Hospitalisations in HD patients potentially pose a considerable burden on individual patients and the society as a whole, thus representing an important outcome. Therefore, hospitalisations should be considered as an outcome measures in clinical studies.

Our study has various limitations and strengths. Firstly, the observational nature of this study with the relatively small sample size, especially in the subgroups, is prone to bias. However, we were able to include a considerable proportion of all HD patients in a large metropolitan area with negligible loss to follow-up. Secondly, our approach to defining the cohorts possibly bears the risk of misclassification based on exposure. However, it is arguable that patients without atrial fibrillation at inclusion who developed it throughout the study had the predisposition for atrial fibrillation in the first place, thus placing them in the exposure cohort. Furthermore, different types of atrial fibrillation, i.e. paroxysmal or persistent, may present in a different manner. A patient with paroxysmal atrial fibrillation may remain undiagnosed until a symptomatic episode with ECG confirmation. Therefore, we believe that our approach is valid. We based the assessment of hospitalisations on personal interviews and medical documentations, not on ICD codes or billing claims.
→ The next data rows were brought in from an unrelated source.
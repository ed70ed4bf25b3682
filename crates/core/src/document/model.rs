use chrono::{DateTime, Utc};
use serde::{Deserialize, Serialize};
use serde_json::{Map, Value};

use super::id::DocumentId;
use super::status::{DocumentMetadata, DocumentStatus};

/// Internal row identifier. Never leaves the repository boundary except
/// to address a row in a follow-up repository call.
pub type RowId = u64;

/// Attribute payload of one version.
pub type Attributes = Map<String, Value>;

/// Publication state of a physical row, also used as the `status` parameter.
#[derive(Debug, Clone, Copy, PartialEq, Eq, Hash, Serialize, Deserialize)]
#[serde(rename_all = "lowercase")]
pub enum PublicationState {
    Draft,
    Published,
}

/// One physical row: a single (documentId, locale, publication state) version.
#[derive(Debug, Clone, PartialEq, Serialize, Deserialize)]
#[serde(rename_all = "camelCase")]
pub struct DocumentVersion {
    pub id: RowId,
    pub document_id: DocumentId,
    pub locale: Option<String>,
    /// `None` marks a draft row.
    pub published_at: Option<DateTime<Utc>>,
    pub created_at: DateTime<Utc>,
    pub updated_at: DateTime<Utc>,
    pub created_by: Option<String>,
    pub updated_by: Option<String>,
    pub data: Attributes,
}

impl DocumentVersion {
    pub fn state(&self) -> PublicationState {
        if self.published_at.is_some() {
            PublicationState::Published
        } else {
            PublicationState::Draft
        }
    }

    pub fn is_draft(&self) -> bool {
        self.published_at.is_none()
    }

    pub fn locale(&self) -> Option<&str> {
        self.locale.as_deref()
    }

    /// Flat JSON view used for filtering and sorting: attributes plus system fields.
    pub fn to_value(&self) -> Value {
        let mut view = self.data.clone();
        view.insert("id".into(), Value::from(self.id));
        view.insert("documentId".into(), Value::from(self.document_id.as_str()));
        view.insert(
            "locale".into(),
            self.locale.clone().map(Value::String).unwrap_or(Value::Null),
        );
        view.insert("publishedAt".into(), timestamp(self.published_at));
        view.insert("createdAt".into(), timestamp(Some(self.created_at)));
        view.insert("updatedAt".into(), timestamp(Some(self.updated_at)));
        view.insert(
            "createdBy".into(),
            self.created_by.clone().map(Value::String).unwrap_or(Value::Null),
        );
        view.insert(
            "updatedBy".into(),
            self.updated_by.clone().map(Value::String).unwrap_or(Value::Null),
        );
        Value::Object(view)
    }

    /// Copy this row into a new row of the given state, keeping content and audit fields.
    pub fn copy_as(&self, published_at: Option<DateTime<Utc>>) -> NewVersion {
        NewVersion {
            document_id: self.document_id.clone(),
            locale: self.locale.clone(),
            published_at,
            created_at: self.created_at,
            updated_at: self.updated_at,
            created_by: self.created_by.clone(),
            updated_by: self.updated_by.clone(),
            data: self.data.clone(),
        }
    }
}

/// Row to insert; the repository assigns the [`RowId`].
#[derive(Debug, Clone, PartialEq)]
pub struct NewVersion {
    pub document_id: DocumentId,
    pub locale: Option<String>,
    pub published_at: Option<DateTime<Utc>>,
    pub created_at: DateTime<Utc>,
    pub updated_at: DateTime<Utc>,
    pub created_by: Option<String>,
    pub updated_by: Option<String>,
    pub data: Attributes,
}

impl NewVersion {
    /// A fresh draft stamped with the current time.
    pub fn draft(
        document_id: DocumentId,
        locale: Option<String>,
        data: Attributes,
        actor: Option<String>,
    ) -> Self {
        let now = Utc::now();
        Self {
            document_id,
            locale,
            published_at: None,
            created_at: now,
            updated_at: now,
            created_by: actor.clone(),
            updated_by: actor,
            data,
        }
    }

    pub fn into_version(self, id: RowId) -> DocumentVersion {
        DocumentVersion {
            id,
            document_id: self.document_id,
            locale: self.locale,
            published_at: self.published_at,
            created_at: self.created_at,
            updated_at: self.updated_at,
            created_by: self.created_by,
            updated_by: self.updated_by,
            data: self.data,
        }
    }
}

/// In-place change to a draft row. Attributes are merged key by key.
#[derive(Debug, Clone, PartialEq)]
pub struct VersionPatch {
    pub data: Attributes,
    pub updated_at: DateTime<Utc>,
    pub updated_by: Option<String>,
}

impl VersionPatch {
    pub fn apply(self, row: &mut DocumentVersion) {
        for (key, value) in self.data {
            row.data.insert(key, value);
        }
        row.updated_at = self.updated_at;
        if self.updated_by.is_some() {
            row.updated_by = self.updated_by;
        }
    }
}

/// A version as returned to callers: no internal row id, plus derived status.
#[derive(Debug, Clone, PartialEq, Serialize, Deserialize)]
#[serde(rename_all = "camelCase")]
pub struct Document {
    pub document_id: DocumentId,
    pub locale: Option<String>,
    pub published_at: Option<DateTime<Utc>>,
    pub created_at: DateTime<Utc>,
    pub updated_at: DateTime<Utc>,
    pub created_by: Option<String>,
    pub updated_by: Option<String>,
    pub status: DocumentStatus,
    #[serde(flatten)]
    pub data: Attributes,
    #[serde(skip_serializing_if = "Option::is_none", default)]
    pub meta: Option<DocumentMetadata>,
}

impl Document {
    pub fn from_version(version: DocumentVersion, status: DocumentStatus) -> Self {
        Self {
            document_id: version.document_id,
            locale: version.locale,
            published_at: version.published_at,
            created_at: version.created_at,
            updated_at: version.updated_at,
            created_by: version.created_by,
            updated_by: version.updated_by,
            status,
            data: version.data,
            meta: None,
        }
    }

    pub fn get(&self, attribute: &str) -> Option<&Value> {
        self.data.get(attribute)
    }

    pub fn is_draft(&self) -> bool {
        self.published_at.is_none()
    }
}

fn timestamp(value: Option<DateTime<Utc>>) -> Value {
    value
        .map(|t| Value::String(t.to_rfc3339()))
        .unwrap_or(Value::Null)
}
use tracing_subscriber::EnvFilter;

use crate::config::ServiceConfig;

/// Install the process-wide JSON subscriber.
///
/// `RUST_LOG` wins over the configured level. Calling this twice returns an
/// error instead of panicking.
pub fn init_tracing(config: &ServiceConfig) -> anyhow::Result<()> {
    tracing_subscriber::fmt()
        .with_env_filter(
            EnvFilter::try_from_default_env().unwrap_or_else(|_| EnvFilter::new(&config.log_level)),
        )
        .json()
        .try_init()
        .map_err(|e| anyhow::anyhow!("Failed to install tracing subscriber: {e}"))?;

    tracing::info!(default_locale = %config.default_locale, "Document service tracing initialised");
    Ok(())
}
pub mod defaults;
pub mod id;
pub mod model;
pub mod schema;
pub mod status;
pub mod validate;
use chrono::{DateTime, Utc};
use serde::{Deserialize, Serialize};

use crate::document::id::DocumentId;

/// Lifecycle events emitted after a document operation commits.
#[derive(Debug, Clone, Copy, PartialEq, Eq, Hash, Serialize, Deserialize)]
pub enum EventKind {
    #[serde(rename = "entry.create")]
    Create,
    #[serde(rename = "entry.update")]
    Update,
    #[serde(rename = "entry.delete")]
    Delete,
    #[serde(rename = "entry.publish")]
    Publish,
    #[serde(rename = "entry.unpublish")]
    Unpublish,
    #[serde(rename = "entry.draft-discard")]
    DraftDiscard,
    #[serde(rename = "entry.clone")]
    Clone,
}

#[derive(Debug, Clone, PartialEq, Serialize, Deserialize)]
#[serde(rename_all = "camelCase")]
pub struct DocumentEvent {
    pub kind: EventKind,
    pub uid: String,
    pub document_id: DocumentId,
    pub locale: Option<String>,
    pub timestamp: DateTime<Utc>,
}

impl DocumentEvent {
    pub fn new(kind: EventKind, uid: &str, document_id: &DocumentId, locale: Option<String>) -> Self {
        Self {
            kind,
            uid: uid.to_string(),
            document_id: document_id.clone(),
            locale,
            timestamp: Utc::now(),
        }
    }
}
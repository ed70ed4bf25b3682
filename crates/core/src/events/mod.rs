pub mod bus;
pub mod types;

pub use bus::EventBus;
pub use types::{DocumentEvent, EventKind};
//! Document service: a document-oriented data access layer over
//! versioned rows.
//!
//! A document is identified by a `documentId` and owns up to two rows
//! (draft and published) per locale. [`DocumentManager`] hands out one
//! [`DocumentService`] per content type; every call on it passes through
//! the registered middleware before reaching the repository.

pub mod config;
pub mod document;
pub mod error;
pub mod events;
pub mod middleware;
pub mod repository;
pub mod service;
pub mod telemetry;

pub use config::ServiceConfig;
pub use document::id::{DocumentId, LocaleSelector};
pub use document::model::{Document, PublicationState};
pub use document::schema::{ContentType, SchemaRegistry};
pub use document::status::{DocumentMetadata, DocumentStatus};
pub use error::{DocumentError, DocumentResult};
pub use events::{DocumentEvent, EventBus, EventKind};
pub use middleware::{
    from_fn, Action, Context, Middleware, MiddlewareRegistry, Next, Outcome, Priority,
};
pub use repository::{InMemoryRepository, Repository};
pub use service::{DeleteResult, DocumentManager, DocumentService, Page, Params, Versions};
This approach allows for specification of reasons, e.g., different vascular-access related hospitalisations, but might lead to some extent of misclassification. While a large proportion of hospitalisations could not be classified into one of the prespecified reasons, this could partly be explained by the variability and diversity of reasons for which patients on HD are hospitalized. Furthermore, we only assessed primary reasons for hospitalisations and did not take into account the clinical course and complications, leading to a potential overlap in reasons for hospitalisations. In patients presenting with multiple medical issues, we aimed at assessing the most severe problem which influenced the decision for hospitalisation the most. However, there remains a residual risk of misclassification. The cohort was recruited and observed before the emergence of COVID-19, which has gravely struck the HD population [31]. Our results are therefore unaffected by COVID-19. In addition, our cohort did not include patients taking DOACs due to the specific situation of reimbursement in Austria, therefore it is not possible to make assumptions for these agents. Lastly, the approach to anticoagulation in AF patients and the choice of medication was not randomized and based on the decision of the treating physician, possibly influenced by preferences of patients, life expectancy, and anticipated adherence.

Conclusion

In our prospective study of HD patients, we showed that hospitalisations place a substantial burden on this population, with vascular access complication or intervention, infection or fever, and peripheral artery disease or amputation being the most common reasons. This burden was amplified in patients with AF, who were more likely to be hospitalized and had a longer median duration per hospitalisation. Anticoagulation in these patients was associated with worse outcomes regarding all-cause and bleeding-related hospitalisations, without protection from stroke/TIA-related hospitalisation. In patients on VKA, TTR might be associated with hospitalisations, although this association warrants further evaluation.